Work it through
Pattern-recognition pearls
The same handful of discriminators decide most of the cases. Learn these and the differential collapses from “everything” to a short, ranked list.
Separating dangerous from benign
- In the acute vestibular syndrome, a normal head impulse, direction-changing nystagmus, or skew is the dangerous (central) HINTS pattern — image for stroke.1
- Gait failure out of proportion to the vertigo — unable to stand or walk unaided — is a central red flag.
- A normal head impulse in a genuinely vertiginous patient argues for, not against, a central cause.
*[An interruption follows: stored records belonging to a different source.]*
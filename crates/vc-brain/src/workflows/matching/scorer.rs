use super::domain::{
    AffinityReport, InvestorCriteria, MatchSignal, MatchTier, SignalKind, SignalStrength,
    StartupProfile,
};

const STAGE_POINTS: u32 = 35;
const SECTOR_POINTS_PER_MATCH: u32 = 15;
const SECTOR_POINTS_CAP: u32 = 30;
const THESIS_POINTS_PER_MATCH: u32 = 10;
const THESIS_POINTS_CAP: u32 = 20;
const TICKET_EXACT_POINTS: u32 = 15;
const TICKET_STRETCH_POINTS: u32 = 7;

/// Funding stages that should match even when labelled differently across
/// data sources.
const STAGE_ALIASES: &[(&str, &[&str])] = &[
    ("pre-seed", &["preseed", "pre seed", "angel", "idea"]),
    ("seed", &["angel", "early", "pre-series a"]),
    ("series a", &["early", "early growth"]),
    ("series b", &["growth", "expansion"]),
    ("growth", &["late", "expansion", "series c"]),
];

/// Umbrella sectors expanded into the narrower tags investors tend to list.
const SECTOR_KEYWORDS: &[(&str, &[&str])] = &[
    (
        "fintech",
        &["payments", "defi", "banking", "lending", "insurtech", "crypto"],
    ),
    (
        "healthtech",
        &["biotech", "medtech", "digital health", "wellness"],
    ),
    (
        "ai",
        &["machine learning", "ml", "artificial intelligence", "data infrastructure"],
    ),
    ("saas", &["b2b software", "enterprise software", "cloud"]),
    (
        "climate",
        &["cleantech", "energy", "sustainability", "carbon"],
    ),
    (
        "consumer",
        &["marketplace", "d2c", "ecommerce", "social commerce"],
    ),
    ("edtech", &["education", "learning", "upskilling"]),
    (
        "deeptech",
        &["robotics", "hardware", "semiconductors", "quantum"],
    ),
];

/// Score a startup against an investor's criteria. Pure and deterministic:
/// identical inputs produce identical output, including signal order
/// (stage, sector, thesis, ticket).
pub fn score(startup: &StartupProfile, investor: &InvestorCriteria) -> AffinityReport {
    let mut signals = Vec::new();
    let mut total: u32 = 0;

    if let Some(stage) = startup.stage.as_deref() {
        if investor
            .stages
            .iter()
            .any(|accepted| stages_match(stage, accepted))
        {
            signals.push(MatchSignal {
                kind: SignalKind::Stage,
                strength: SignalStrength::High,
                points: STAGE_POINTS,
                detail: format!("stage '{}' is in the investor's range", stage.trim()),
            });
            total += STAGE_POINTS;
        }
    }

    let startup_tags: Vec<&str> = startup
        .category
        .as_deref()
        .into_iter()
        .chain(startup.sectors.iter().map(String::as_str))
        .collect();

    let sector_matches = startup_tags
        .iter()
        .filter(|tag| {
            investor
                .investment_focus
                .iter()
                .any(|focus| sector_tag_matches(tag, focus))
        })
        .count() as u32;
    if sector_matches > 0 {
        let points = (sector_matches * SECTOR_POINTS_PER_MATCH).min(SECTOR_POINTS_CAP);
        signals.push(MatchSignal {
            kind: SignalKind::Sector,
            strength: if sector_matches >= 2 {
                SignalStrength::High
            } else {
                SignalStrength::Medium
            },
            points,
            detail: format!("{sector_matches} sector tag(s) overlap the investment focus"),
        });
        total += points;
    }

    let thesis_matches = investor
        .thesis_keywords
        .iter()
        .filter(|keyword| {
            startup_tags
                .iter()
                .any(|tag| contains_either(keyword, tag))
        })
        .count() as u32;
    if thesis_matches > 0 {
        let points = (thesis_matches * THESIS_POINTS_PER_MATCH).min(THESIS_POINTS_CAP);
        signals.push(MatchSignal {
            kind: SignalKind::Thesis,
            strength: if thesis_matches >= 2 {
                SignalStrength::High
            } else {
                SignalStrength::Medium
            },
            points,
            detail: format!("{thesis_matches} thesis keyword(s) touch the startup's sectors"),
        });
        total += points;
    }

    if let Some(ask) = startup.funding_ask {
        let min = investor.ticket_size_min.unwrap_or(0);
        let max = investor.ticket_size_max.unwrap_or(u64::MAX);
        if ask >= min && ask <= max {
            signals.push(MatchSignal {
                kind: SignalKind::TicketSize,
                strength: SignalStrength::High,
                points: TICKET_EXACT_POINTS,
                detail: "funding ask sits inside the ticket range".to_string(),
            });
            total += TICKET_EXACT_POINTS;
        } else if ask >= min / 2 && ask <= stretch_ceiling(max) {
            signals.push(MatchSignal {
                kind: SignalKind::TicketSize,
                strength: SignalStrength::Medium,
                points: TICKET_STRETCH_POINTS,
                detail: "funding ask is within stretch distance of the ticket range".to_string(),
            });
            total += TICKET_STRETCH_POINTS;
        }
    }

    let percentage = total.min(100) as u8;

    AffinityReport {
        score: total,
        percentage,
        signals,
        tier: MatchTier::from_percentage(percentage),
    }
}

// 1.5x the upper ticket bound, saturating rather than overflowing.
fn stretch_ceiling(max: u64) -> u64 {
    max.saturating_add(max / 2)
}

fn normalize(value: &str) -> String {
    value.trim().to_lowercase()
}

fn stages_match(a: &str, b: &str) -> bool {
    let a = normalize(a);
    let b = normalize(b);
    if a == b {
        return true;
    }
    STAGE_ALIASES.iter().any(|(canonical, aliases)| {
        (*canonical == a && aliases.contains(&b.as_str()))
            || (*canonical == b && aliases.contains(&a.as_str()))
    })
}

/// Substring containment in either direction after normalization, so
/// "fintech infrastructure" still matches a plain "fintech" focus.
fn contains_either(a: &str, b: &str) -> bool {
    let a = normalize(a);
    let b = normalize(b);
    !a.is_empty() && !b.is_empty() && (a.contains(&b) || b.contains(&a))
}

fn sector_tag_matches(tag: &str, focus: &str) -> bool {
    if contains_either(tag, focus) {
        return true;
    }
    let tag = normalize(tag);
    SECTOR_KEYWORDS
        .iter()
        .filter(|(umbrella, _)| tag.contains(umbrella))
        .flat_map(|(_, keywords)| keywords.iter())
        .any(|keyword| contains_either(keyword, focus))
}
- Ask timing and triggers, not what the dizziness “feels like.”2
Sorting the episodic vertigos
- Seconds, positional, fatigable → BPPV; diagnosed and cured at the bedside with positional testing and repositioning.3,4
- Hours, with fluctuating hearing loss, fullness and tinnitus → Ménière’s — let serial audiometry confirm it.5
- Variable duration, migrainous features, normal tests → vestibular migraine; headache may be absent in a given attack.6
Reading the chronic syndromes
- Persistent dizziness worsened by upright posture, motion and busy visual scenes → PPPD.7
- Persistent rocking relieved by passive motion (driving) → MdDS — the opposite of PPPD.8
- Oscillopsia and imbalance worse in the dark, bilaterally abnormal head impulses → bilateral vestibulopathy.9
- In an older adult, dizziness is usually multifactorial — find the modifiable parts; recognise presbyvestibulopathy but don’t stop there.10
Threads that run through every case
- Vestibular suppressants are for days, not months — beyond the acute phase they impede compensation.
- Vestibular rehabilitation is the shared therapy — across neuritis, central lesions, PPPD, bilateral loss and the older adult.11
- Some causes are treatable and time-critical — stroke, AIED, bacterial labyrinthitis — so act before the window closes.
- The team beats the individual — the right hand-off often matters more than the cleverest single clinician.
Key points
- HINTS, gait, and timing/triggers separate dangerous from benign at the front door.
- Duration and cochlear features sort the episodic vertigos.
- Provocation vs relief by motion distinguishes PPPD from MdDS.
- Time-limit suppressants; rehabilitate; and use the team.